» TASK DETAILS
Give the number of lines in the material below that contain the word "TestOptions", and nothing else.

» MATERIAL SHOWN
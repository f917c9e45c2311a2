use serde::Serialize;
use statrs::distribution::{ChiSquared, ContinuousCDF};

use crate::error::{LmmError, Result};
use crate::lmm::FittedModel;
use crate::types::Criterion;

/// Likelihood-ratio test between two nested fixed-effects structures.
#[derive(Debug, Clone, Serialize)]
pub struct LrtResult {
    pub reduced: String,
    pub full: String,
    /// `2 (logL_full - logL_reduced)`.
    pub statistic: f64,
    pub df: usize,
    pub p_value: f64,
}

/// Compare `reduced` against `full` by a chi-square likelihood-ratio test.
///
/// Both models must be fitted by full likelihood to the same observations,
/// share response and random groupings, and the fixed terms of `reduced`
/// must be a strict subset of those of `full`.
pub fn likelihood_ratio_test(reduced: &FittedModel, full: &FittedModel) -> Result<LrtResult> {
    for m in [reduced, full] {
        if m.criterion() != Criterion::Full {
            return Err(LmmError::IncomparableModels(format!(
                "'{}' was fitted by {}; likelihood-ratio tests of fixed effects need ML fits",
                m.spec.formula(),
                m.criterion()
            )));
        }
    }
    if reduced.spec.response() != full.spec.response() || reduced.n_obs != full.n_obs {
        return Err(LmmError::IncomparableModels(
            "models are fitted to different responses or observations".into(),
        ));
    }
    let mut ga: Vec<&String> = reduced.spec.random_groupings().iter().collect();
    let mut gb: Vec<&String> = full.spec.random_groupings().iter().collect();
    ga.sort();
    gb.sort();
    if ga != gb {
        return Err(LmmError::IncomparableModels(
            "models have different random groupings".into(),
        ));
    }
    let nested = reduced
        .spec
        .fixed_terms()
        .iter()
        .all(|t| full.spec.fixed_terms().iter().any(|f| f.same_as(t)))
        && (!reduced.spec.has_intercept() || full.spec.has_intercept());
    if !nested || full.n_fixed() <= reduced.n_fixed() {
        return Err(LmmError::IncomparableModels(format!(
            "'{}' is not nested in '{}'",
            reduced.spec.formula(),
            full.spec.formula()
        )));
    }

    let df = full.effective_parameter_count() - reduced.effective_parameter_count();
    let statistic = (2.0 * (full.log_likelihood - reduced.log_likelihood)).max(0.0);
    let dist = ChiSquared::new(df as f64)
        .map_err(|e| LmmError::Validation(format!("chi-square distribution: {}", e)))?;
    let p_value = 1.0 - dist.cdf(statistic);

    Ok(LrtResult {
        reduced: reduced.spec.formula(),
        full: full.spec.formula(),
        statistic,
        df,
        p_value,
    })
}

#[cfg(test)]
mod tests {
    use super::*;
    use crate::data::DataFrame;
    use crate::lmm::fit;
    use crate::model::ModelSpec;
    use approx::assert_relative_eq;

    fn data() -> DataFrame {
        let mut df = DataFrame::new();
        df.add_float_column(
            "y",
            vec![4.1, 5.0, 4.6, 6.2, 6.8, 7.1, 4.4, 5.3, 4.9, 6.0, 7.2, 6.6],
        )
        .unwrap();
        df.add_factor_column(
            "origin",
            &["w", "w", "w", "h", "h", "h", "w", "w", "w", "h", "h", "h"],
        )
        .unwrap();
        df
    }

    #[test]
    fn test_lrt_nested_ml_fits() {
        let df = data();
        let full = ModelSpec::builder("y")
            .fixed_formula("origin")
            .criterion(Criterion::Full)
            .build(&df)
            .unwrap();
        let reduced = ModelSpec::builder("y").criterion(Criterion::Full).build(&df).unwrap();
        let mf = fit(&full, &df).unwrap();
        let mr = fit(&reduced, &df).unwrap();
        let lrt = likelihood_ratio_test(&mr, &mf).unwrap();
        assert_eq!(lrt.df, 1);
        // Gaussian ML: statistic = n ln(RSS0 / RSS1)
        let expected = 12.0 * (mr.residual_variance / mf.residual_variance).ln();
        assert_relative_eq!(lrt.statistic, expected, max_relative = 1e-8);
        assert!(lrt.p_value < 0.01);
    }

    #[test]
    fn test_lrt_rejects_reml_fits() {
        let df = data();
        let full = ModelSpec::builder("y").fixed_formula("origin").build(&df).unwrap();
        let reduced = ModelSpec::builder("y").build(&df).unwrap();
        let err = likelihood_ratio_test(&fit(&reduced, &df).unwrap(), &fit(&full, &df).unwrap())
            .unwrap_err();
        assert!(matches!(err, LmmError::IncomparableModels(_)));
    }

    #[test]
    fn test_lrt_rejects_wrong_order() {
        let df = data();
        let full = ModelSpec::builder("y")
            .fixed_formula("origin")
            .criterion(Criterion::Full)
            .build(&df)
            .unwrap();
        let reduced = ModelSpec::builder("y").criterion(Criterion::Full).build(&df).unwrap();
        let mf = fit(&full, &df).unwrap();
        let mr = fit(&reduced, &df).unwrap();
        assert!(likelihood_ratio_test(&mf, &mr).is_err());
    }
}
...
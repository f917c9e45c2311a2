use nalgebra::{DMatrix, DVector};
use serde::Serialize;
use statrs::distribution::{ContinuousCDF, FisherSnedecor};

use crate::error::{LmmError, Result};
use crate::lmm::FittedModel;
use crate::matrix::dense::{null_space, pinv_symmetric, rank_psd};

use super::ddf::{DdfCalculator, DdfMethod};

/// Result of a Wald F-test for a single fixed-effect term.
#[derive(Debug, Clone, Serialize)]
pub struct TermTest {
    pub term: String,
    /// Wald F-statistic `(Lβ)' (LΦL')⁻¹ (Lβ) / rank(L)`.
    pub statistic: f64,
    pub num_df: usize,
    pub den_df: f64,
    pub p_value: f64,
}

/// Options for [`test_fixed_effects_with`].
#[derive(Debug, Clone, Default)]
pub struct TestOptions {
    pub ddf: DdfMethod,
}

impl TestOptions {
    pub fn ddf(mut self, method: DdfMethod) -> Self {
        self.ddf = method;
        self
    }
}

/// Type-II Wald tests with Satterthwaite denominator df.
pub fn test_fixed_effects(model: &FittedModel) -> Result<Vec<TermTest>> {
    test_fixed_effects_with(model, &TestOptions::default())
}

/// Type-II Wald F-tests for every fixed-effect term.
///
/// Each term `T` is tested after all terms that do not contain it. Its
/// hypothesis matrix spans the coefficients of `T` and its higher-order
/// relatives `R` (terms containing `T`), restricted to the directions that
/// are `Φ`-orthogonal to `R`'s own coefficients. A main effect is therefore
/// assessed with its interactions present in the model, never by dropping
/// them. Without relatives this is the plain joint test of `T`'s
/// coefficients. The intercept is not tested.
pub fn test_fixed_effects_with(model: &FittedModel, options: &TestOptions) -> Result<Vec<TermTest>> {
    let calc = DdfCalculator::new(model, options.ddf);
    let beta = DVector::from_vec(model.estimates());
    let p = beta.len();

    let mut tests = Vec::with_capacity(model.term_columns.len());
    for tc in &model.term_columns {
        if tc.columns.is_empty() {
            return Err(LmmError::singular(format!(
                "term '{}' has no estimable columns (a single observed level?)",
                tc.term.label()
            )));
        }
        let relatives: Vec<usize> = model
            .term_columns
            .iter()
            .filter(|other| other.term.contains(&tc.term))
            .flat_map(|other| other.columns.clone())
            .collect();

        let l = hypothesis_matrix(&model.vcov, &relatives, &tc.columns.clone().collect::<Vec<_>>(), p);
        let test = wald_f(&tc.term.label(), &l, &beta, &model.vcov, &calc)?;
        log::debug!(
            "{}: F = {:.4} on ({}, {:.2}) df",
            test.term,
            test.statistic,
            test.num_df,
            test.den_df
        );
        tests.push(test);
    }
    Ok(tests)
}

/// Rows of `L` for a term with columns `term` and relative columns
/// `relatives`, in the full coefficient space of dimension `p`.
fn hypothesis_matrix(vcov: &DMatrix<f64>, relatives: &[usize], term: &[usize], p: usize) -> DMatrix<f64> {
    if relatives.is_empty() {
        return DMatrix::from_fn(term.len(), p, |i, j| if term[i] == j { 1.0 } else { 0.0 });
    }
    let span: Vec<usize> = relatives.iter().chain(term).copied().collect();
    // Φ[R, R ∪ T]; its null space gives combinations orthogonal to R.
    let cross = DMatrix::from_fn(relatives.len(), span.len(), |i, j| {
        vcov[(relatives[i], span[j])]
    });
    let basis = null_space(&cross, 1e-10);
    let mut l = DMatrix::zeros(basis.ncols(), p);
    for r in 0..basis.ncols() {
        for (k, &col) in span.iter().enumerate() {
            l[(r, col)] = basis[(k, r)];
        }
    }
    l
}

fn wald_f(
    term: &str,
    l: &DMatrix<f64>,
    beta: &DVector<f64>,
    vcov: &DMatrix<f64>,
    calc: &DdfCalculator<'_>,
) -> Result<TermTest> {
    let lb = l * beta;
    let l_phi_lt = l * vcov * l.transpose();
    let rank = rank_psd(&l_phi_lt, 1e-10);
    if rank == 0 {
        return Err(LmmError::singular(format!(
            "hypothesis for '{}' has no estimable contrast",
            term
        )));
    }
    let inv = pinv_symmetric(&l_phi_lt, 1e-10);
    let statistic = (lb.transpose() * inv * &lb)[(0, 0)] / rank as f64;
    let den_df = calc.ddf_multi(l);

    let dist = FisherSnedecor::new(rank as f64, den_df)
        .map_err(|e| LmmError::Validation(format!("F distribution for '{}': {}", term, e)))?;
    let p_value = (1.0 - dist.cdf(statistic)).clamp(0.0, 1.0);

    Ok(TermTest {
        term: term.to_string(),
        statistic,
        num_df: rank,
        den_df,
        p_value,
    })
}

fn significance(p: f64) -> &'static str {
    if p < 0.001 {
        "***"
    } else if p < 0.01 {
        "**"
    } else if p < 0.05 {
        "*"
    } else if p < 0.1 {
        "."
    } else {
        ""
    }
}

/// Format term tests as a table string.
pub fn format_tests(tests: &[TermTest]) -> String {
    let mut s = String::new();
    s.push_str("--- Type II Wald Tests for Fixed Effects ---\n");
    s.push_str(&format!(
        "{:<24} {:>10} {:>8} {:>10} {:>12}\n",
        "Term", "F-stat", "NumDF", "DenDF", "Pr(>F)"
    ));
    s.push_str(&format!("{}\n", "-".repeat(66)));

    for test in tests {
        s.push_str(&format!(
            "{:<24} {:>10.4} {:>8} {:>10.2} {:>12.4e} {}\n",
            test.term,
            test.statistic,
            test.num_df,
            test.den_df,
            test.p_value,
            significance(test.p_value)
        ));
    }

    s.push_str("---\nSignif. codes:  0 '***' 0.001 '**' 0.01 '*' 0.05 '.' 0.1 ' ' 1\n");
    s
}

» REPLY
4